§ Activity: Below are lines of data, and only some are wanted. Please repeat exactly those from the line that has "tick(&mut app, 20);" through the line that has "let mut app = test_app(41);".

(Task material Opens)

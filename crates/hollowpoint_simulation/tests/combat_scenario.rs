//! Интеграционные тесты полного боевого цикла на headless стеке:
//! падение → приземление → патруль → захват цели → огонь → урон → смерть.

use bevy::ecs::system::SystemState;
use bevy::prelude::*;

use hollowpoint_simulation::collaborators::anim;
use hollowpoint_simulation::collaborators::stubs::{
    DirectNav, FlatGround, HeadlessStubsPlugin, NullAudio, RecordingAnimator, StubWorld,
};
use hollowpoint_simulation::*;

fn test_app(seed: u64) -> App {
    let mut app = create_headless_app(seed);
    app.add_plugins(HeadlessStubsPlugin);
    app
}

fn collaborators(position: Vec3, stopping_distance: f32) -> ActorCollaborators {
    ActorCollaborators {
        nav: Box::new(DirectNav::new(3.5, stopping_distance)),
        body: Box::new(FlatGround::new(position, 0.0)),
        animator: Box::new(RecordingAnimator::new()),
        audio: Box::new(NullAudio),
    }
}

fn spawn_enemy_at(app: &mut App, position: Vec3, weapons: Vec<WeaponSpec>) -> Entity {
    let world = app.world_mut();
    let mut state = SystemState::<Commands>::new(world);
    let mut commands = state.get_mut(world);
    let entity = spawn_enemy(&mut commands, position, collaborators(position, 6.0), weapons, 0.0);
    state.apply(world);
    entity
}

fn spawn_player_at(app: &mut App, position: Vec3, weapons: Vec<WeaponSpec>) -> Entity {
    let world = app.world_mut();
    let mut state = SystemState::<Commands>::new(world);
    let mut commands = state.get_mut(world);
    let entity =
        spawn_player(&mut commands, position, collaborators(position, 1.0), weapons, 0.0);
    state.apply(world);
    entity
}

fn tick(app: &mut App, count: usize) {
    for _ in 0..count {
        app.update();
    }
}

#[test]
fn test_enemy_falls_and_lands() {
    let mut app = test_app(1);
    let enemy = spawn_enemy_at(&mut app, Vec3::new(0.0, 5.0, 0.0), vec![]);

    // Сразу после спавна — падение
    assert!(!app
        .world()
        .get::<GroundingState>(enemy)
        .unwrap()
        .is_grounded());

    // Падение с 5м под удвоенной гравитацией занимает меньше секунды
    tick(&mut app, 120);

    let state = app.world().get::<GroundingState>(enemy).unwrap();
    assert!(state.is_grounded());
    let transform = app.world().get::<Transform>(enemy).unwrap();
    assert!(transform.translation.y.abs() < 0.01);
}

#[test]
fn test_grounded_enemy_starts_roaming() {
    let mut app = test_app(3);
    let enemy = spawn_enemy_at(&mut app, Vec3::new(0.0, 2.0, 0.0), vec![]);

    // Даём время приземлиться и выбрать точку патруля
    let mut max_displacement = 0.0_f32;
    for _ in 0..600 {
        app.update();
        let translation = app.world().get::<Transform>(enemy).unwrap().translation;
        max_displacement = max_displacement.max(Vec2::new(translation.x, translation.z).length());
    }

    assert_eq!(
        *app.world().get::<BehaviorState>(enemy).unwrap(),
        BehaviorState::Roam
    );
    assert!(
        max_displacement > 0.5,
        "enemy never left spawn point: {}",
        max_displacement
    );
}

#[test]
fn test_enemy_engages_and_kills_player() {
    let mut app = test_app(7);
    let player = spawn_player_at(&mut app, Vec3::new(0.0, 2.0, 0.0), vec![]);
    let enemy = spawn_enemy_at(
        &mut app,
        Vec3::new(10.0, 3.0, 0.0),
        vec![WeaponSpec::enemy_blaster()],
    );

    // Захват цели происходит вскоре после приземления
    tick(&mut app, 300);
    assert!(matches!(
        app.world().get::<BehaviorState>(enemy).unwrap(),
        BehaviorState::Engage { .. }
    ));
    assert_eq!(
        app.world().get::<TargetHandle>(enemy).unwrap().target,
        Some(player)
    );

    // Бластер: 8 урона каждые 0.5с — 100 hp кончатся за ~7с
    tick(&mut app, 1500);

    let health = app.world().get::<Health>(player).unwrap();
    assert!(!health.is_alive(), "player survived: {:.1}", health.current);
    assert_eq!(health.current, 0.0);

    // Потеряв мёртвую цель, враг возвращается в патруль
    tick(&mut app, 10);
    assert_eq!(
        *app.world().get::<BehaviorState>(enemy).unwrap(),
        BehaviorState::Roam
    );
    assert_eq!(app.world().get::<TargetHandle>(enemy).unwrap().target, None);
}

#[test]
fn test_blocked_sight_times_out_back_to_roam() {
    let mut app = test_app(31);
    let player = spawn_player_at(&mut app, Vec3::new(0.0, 2.0, 0.0), vec![]);
    let enemy = spawn_enemy_at(
        &mut app,
        Vec3::new(10.0, 3.0, 0.0),
        vec![WeaponSpec::enemy_blaster()],
    );

    tick(&mut app, 300);
    assert!(matches!(
        app.world().get::<BehaviorState>(enemy).unwrap(),
        BehaviorState::Engage { .. }
    ));

    // Стена между врагом и игроком: лучи дистанций (маска акторов) проходят,
    // line of sight перекрыта
    let occluder = app.world_mut().spawn_empty().id();
    let stub = app.world().resource::<StubWorld>().0.clone();
    stub.upsert_collider(
        occluder,
        Vec3::new(3.0, 1.2, 0.0),
        2.5,
        LayerMask::OBSTACLES,
    );

    // Таймер потери цели 3.0с (180 тиков): до истечения враг держит цель
    tick(&mut app, 170);
    assert!(matches!(
        app.world().get::<BehaviorState>(enemy).unwrap(),
        BehaviorState::Engage { .. }
    ));
    assert_eq!(
        app.world().get::<TargetHandle>(enemy).unwrap().target,
        Some(player)
    );
    // Вслепую враг не стреляет
    assert!(app.world().get::<Health>(player).unwrap().is_alive());

    // Сразу после таймаута — Roam с очищенным handle
    tick(&mut app, 20);
    assert_eq!(
        *app.world().get::<BehaviorState>(enemy).unwrap(),
        BehaviorState::Roam
    );
    assert_eq!(app.world().get::<TargetHandle>(enemy).unwrap().target, None);
}

#[test]
fn test_landing_clears_airborne_flag() {
    let mut app = test_app(41);
    let animator = RecordingAnimator::new();
    let position = Vec3::new(0.0, 4.0, 0.0);
    let collab = ActorCollaborators {
        nav: Box::new(DirectNav::new(3.5, 2.0)),
        body: Box::new(FlatGround::new(position, 0.0)),
        animator: Box::new(animator.clone()),
        audio: Box::new(NullAudio),
    };

    let world = app.world_mut();
    let mut state = SystemState::<Commands>::new(world);
    let mut commands = state.get_mut(world);
    spawn_enemy(&mut commands, position, collab, vec![], 0.0);
    state.apply(world);

    // В воздухе с момента спавна
    assert_eq!(animator.get_bool(anim::JUMPING), Some(true));

    tick(&mut app, 120);
    assert_eq!(animator.get_bool(anim::JUMPING), Some(false));
}

#[test]
fn test_kill_intent_despawns_corpse() {
    let mut app = test_app(11);
    let enemy = spawn_enemy_at(
        &mut app,
        Vec3::new(0.0, 2.0, 0.0),
        vec![WeaponSpec::enemy_blaster()],
    );
    tick(&mut app, 120);

    // Подранок: kill всё равно репортит полный максимум как урон
    app.world_mut()
        .get_mut::<Health>(enemy)
        .unwrap()
        .damage(25.0);
    app.world_mut().send_event(KillIntent { entity: enemy });
    tick(&mut app, 1);

    let dealt: Vec<f32> = app
        .world()
        .resource::<Events<DamageDealt>>()
        .iter_current_update_events()
        .map(|d| d.damage)
        .collect();
    assert_eq!(dealt, vec![100.0]);

    let health = app.world().get::<Health>(enemy).unwrap();
    assert!(!health.is_alive());
    assert!(matches!(
        app.world().get::<BehaviorState>(enemy).unwrap(),
        BehaviorState::Dead { .. }
    ));

    // Повторный KillIntent по трупу — no-op
    app.world_mut().send_event(KillIntent { entity: enemy });
    tick(&mut app, 1);

    // Despawn через 2 секунды
    tick(&mut app, 130);
    assert!(app.world().get_entity(enemy).is_err());
}

#[test]
fn test_heal_clamps_and_skips_dead() {
    let mut app = test_app(13);
    let player = spawn_player_at(&mut app, Vec3::new(0.0, 2.0, 0.0), vec![]);
    tick(&mut app, 60);

    app.world_mut()
        .get_mut::<Health>(player)
        .unwrap()
        .damage(30.0);
    app.world_mut().send_event(HealIntent {
        entity: player,
        amount: 100.0,
    });
    tick(&mut app, 1);
    assert_eq!(app.world().get::<Health>(player).unwrap().current, 100.0);

    app.world_mut().send_event(KillIntent { entity: player });
    tick(&mut app, 1);
    app.world_mut().send_event(HealIntent {
        entity: player,
        amount: 50.0,
    });
    tick(&mut app, 1);
    // Лечение трупа не воскрешает
    let health = app.world().get::<Health>(player).unwrap();
    assert_eq!(health.current, 0.0);
    assert!(!health.is_alive());
}

#[test]
fn test_player_fire_consumes_ammo_and_reloads() {
    let mut app = test_app(17);
    let player = spawn_player_at(
        &mut app,
        Vec3::new(0.0, 2.0, 0.0),
        vec![WeaponSpec::pistol()],
    );

    // Приземление + подъём оружия (switch_delay игрока 1.0с)
    tick(&mut app, 120);
    assert_eq!(
        app.world().get::<WeaponSlots>(player).unwrap().switch_state,
        SwitchState::Up
    );

    // Одиночный клик
    app.world_mut().get_mut::<FireInput>(player).unwrap().held = true;
    tick(&mut app, 1);
    app.world_mut().get_mut::<FireInput>(player).unwrap().held = false;
    // Пауза больше delay_between_shots пистолета (0.3с)
    tick(&mut app, 30);

    let slots = app.world().get::<WeaponSlots>(player).unwrap();
    let weapon = slots.active_weapon().unwrap();
    assert_eq!(weapon.ammo.current_ammo, 11.0);

    // Manual: удержание не даёт очередь
    app.world_mut().get_mut::<FireInput>(player).unwrap().held = true;
    tick(&mut app, 60);
    let slots = app.world().get::<WeaponSlots>(player).unwrap();
    assert_eq!(slots.active_weapon().unwrap().ammo.current_ammo, 10.0);
    app.world_mut().get_mut::<FireInput>(player).unwrap().held = false;

    // Ручная перезарядка: оружие снято с боя, потом магазин полон
    app.world_mut().send_event(ReloadIntent { entity: player });
    tick(&mut app, 2);
    let slots = app.world().get::<WeaponSlots>(player).unwrap();
    assert!(slots.active_weapon().unwrap().ammo.is_reloading());

    tick(&mut app, 90); // 1.2с перезарядки пистолета
    let slots = app.world().get::<WeaponSlots>(player).unwrap();
    let weapon = slots.active_weapon().unwrap();
    assert!(!weapon.ammo.is_reloading());
    assert_eq!(weapon.ammo.current_ammo, 12.0);
}

#[test]
fn test_weapon_switch_blocks_fire_until_raised() {
    let mut app = test_app(19);
    let player = spawn_player_at(
        &mut app,
        Vec3::new(0.0, 2.0, 0.0),
        vec![WeaponSpec::pistol(), WeaponSpec::rifle()],
    );
    tick(&mut app, 120);

    app.world_mut().send_event(SwitchWeaponIntent {
        entity: player,
        ascending: true,
    });
    tick(&mut app, 1);
    assert_eq!(
        app.world().get::<WeaponSlots>(player).unwrap().switch_state,
        SwitchState::PutDownPrevious
    );

    // Пока оружие в пути, нажатия не тратят патроны
    app.world_mut().get_mut::<FireInput>(player).unwrap().held = true;
    tick(&mut app, 30);
    app.world_mut().get_mut::<FireInput>(player).unwrap().held = false;

    // Полный цикл: опустить (1с) + поднять (1с)
    tick(&mut app, 120);
    let slots = app.world().get::<WeaponSlots>(player).unwrap();
    assert_eq!(slots.switch_state, SwitchState::Up);
    assert_eq!(slots.active_index(), Some(1));
    assert_eq!(slots.active_weapon().unwrap().spec.name, "Rifle");
    assert_eq!(
        slots.active_weapon().unwrap().ammo.current_ammo,
        WeaponSpec::rifle().max_ammo
    );
}

#[test]
fn test_enemy_death_requests_respawn_in_volume() {
    let mut app = test_app(29);
    app.insert_resource(SpawnVolume {
        origin: Vec3::new(20.0, 0.0, 20.0),
        half_extents: Vec2::new(5.0, 5.0),
        drop_height: 3.0,
    });
    let enemy = spawn_enemy_at(
        &mut app,
        Vec3::new(0.0, 2.0, 0.0),
        vec![WeaponSpec::enemy_blaster()],
    );
    tick(&mut app, 120);

    app.world_mut().send_event(KillIntent { entity: enemy });
    tick(&mut app, 1);

    let requests = app.world().resource::<Events<RespawnRequested>>();
    let positions: Vec<Vec3> = requests
        .iter_current_update_events()
        .map(|r| r.position)
        .collect();
    assert_eq!(positions.len(), 1);
    assert!((positions[0].x - 20.0).abs() <= 5.0);
    assert!((positions[0].z - 20.0).abs() <= 5.0);
    assert_eq!(positions[0].y, 3.0);
}

#[test]
fn test_health_and_ammo_invariants_hold_every_tick() {
    let mut app = test_app(23);
    spawn_player_at(&mut app, Vec3::new(0.0, 2.0, 0.0), vec![WeaponSpec::pistol()]);
    spawn_enemy_at(
        &mut app,
        Vec3::new(12.0, 3.0, 3.0),
        vec![WeaponSpec::enemy_blaster()],
    );
    spawn_enemy_at(
        &mut app,
        Vec3::new(-9.0, 3.0, -4.0),
        vec![WeaponSpec::enemy_blaster()],
    );

    for _ in 0..2000 {
        app.update();

        let world = app.world_mut();
        let mut healths = world.query::<&Health>();
        for health in healths.iter(world) {
            assert!(health.current >= 0.0);
            assert!(health.current <= health.max);
        }
        let mut slots_query = world.query::<&WeaponSlots>();
        for slots in slots_query.iter(world) {
            if let Some(weapon) = slots.active_weapon() {
                assert!(weapon.ammo.current_ammo >= 0.0);
                assert!(weapon.ammo.current_ammo <= weapon.spec.max_ammo);
                let ratio = weapon.ammo.ammo_ratio(&weapon.spec);
                assert!((0.0..=1.0).contains(&ratio));
            }
        }
    }
}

(Task material Closes)

§ Written reply:
    tick(&mut app, 20);
    assert_eq!(
        *app.world().get::<BehaviorState>(enemy).unwrap(),
        BehaviorState::Roam
    );
    assert_eq!(app.world().get::<TargetHandle>(enemy).unwrap().target, None);
}

#[test]
fn test_landing_clears_airborne_flag() {
    let mut app = test_app(41);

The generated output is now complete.